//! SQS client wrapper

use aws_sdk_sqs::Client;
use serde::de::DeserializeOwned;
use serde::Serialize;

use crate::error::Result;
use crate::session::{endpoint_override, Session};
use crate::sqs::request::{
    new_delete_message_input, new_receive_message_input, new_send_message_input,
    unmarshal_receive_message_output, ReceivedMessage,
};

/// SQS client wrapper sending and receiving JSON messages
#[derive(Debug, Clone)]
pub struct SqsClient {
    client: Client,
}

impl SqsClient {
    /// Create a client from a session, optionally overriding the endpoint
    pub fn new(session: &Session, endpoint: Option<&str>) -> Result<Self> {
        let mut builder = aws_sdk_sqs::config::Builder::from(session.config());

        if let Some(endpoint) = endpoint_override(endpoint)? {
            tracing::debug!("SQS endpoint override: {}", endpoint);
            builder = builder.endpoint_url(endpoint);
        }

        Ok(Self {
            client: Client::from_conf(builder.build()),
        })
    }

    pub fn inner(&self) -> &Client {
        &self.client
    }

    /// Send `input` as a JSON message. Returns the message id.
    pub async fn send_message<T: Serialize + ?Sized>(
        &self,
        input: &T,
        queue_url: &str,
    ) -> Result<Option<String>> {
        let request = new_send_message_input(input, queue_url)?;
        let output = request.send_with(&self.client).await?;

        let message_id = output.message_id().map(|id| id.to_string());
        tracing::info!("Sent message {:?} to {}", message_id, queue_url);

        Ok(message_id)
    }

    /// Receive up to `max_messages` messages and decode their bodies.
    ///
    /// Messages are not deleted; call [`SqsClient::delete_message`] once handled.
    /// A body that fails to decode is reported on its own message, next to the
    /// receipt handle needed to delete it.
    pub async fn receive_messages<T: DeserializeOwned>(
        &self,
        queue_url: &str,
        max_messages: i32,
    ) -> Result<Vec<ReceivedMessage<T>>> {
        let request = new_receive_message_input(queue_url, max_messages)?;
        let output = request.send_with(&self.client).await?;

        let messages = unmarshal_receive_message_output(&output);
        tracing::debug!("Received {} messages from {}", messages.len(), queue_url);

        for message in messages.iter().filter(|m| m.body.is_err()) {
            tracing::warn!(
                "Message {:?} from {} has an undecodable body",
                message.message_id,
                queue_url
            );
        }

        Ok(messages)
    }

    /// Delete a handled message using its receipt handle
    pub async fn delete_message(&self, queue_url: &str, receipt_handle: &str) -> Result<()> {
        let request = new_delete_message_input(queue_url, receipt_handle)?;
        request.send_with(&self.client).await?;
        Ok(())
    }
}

########################################

_INSTRUCTIONS TO FOLLOW_
Filter the lines above so that only those with the string "SqsClient" remain, then copy them.

_COMPLETED TASK_
pub struct SqsClient {
impl SqsClient {
    /// Messages are not deleted; call [`SqsClient::delete_message`] once handled.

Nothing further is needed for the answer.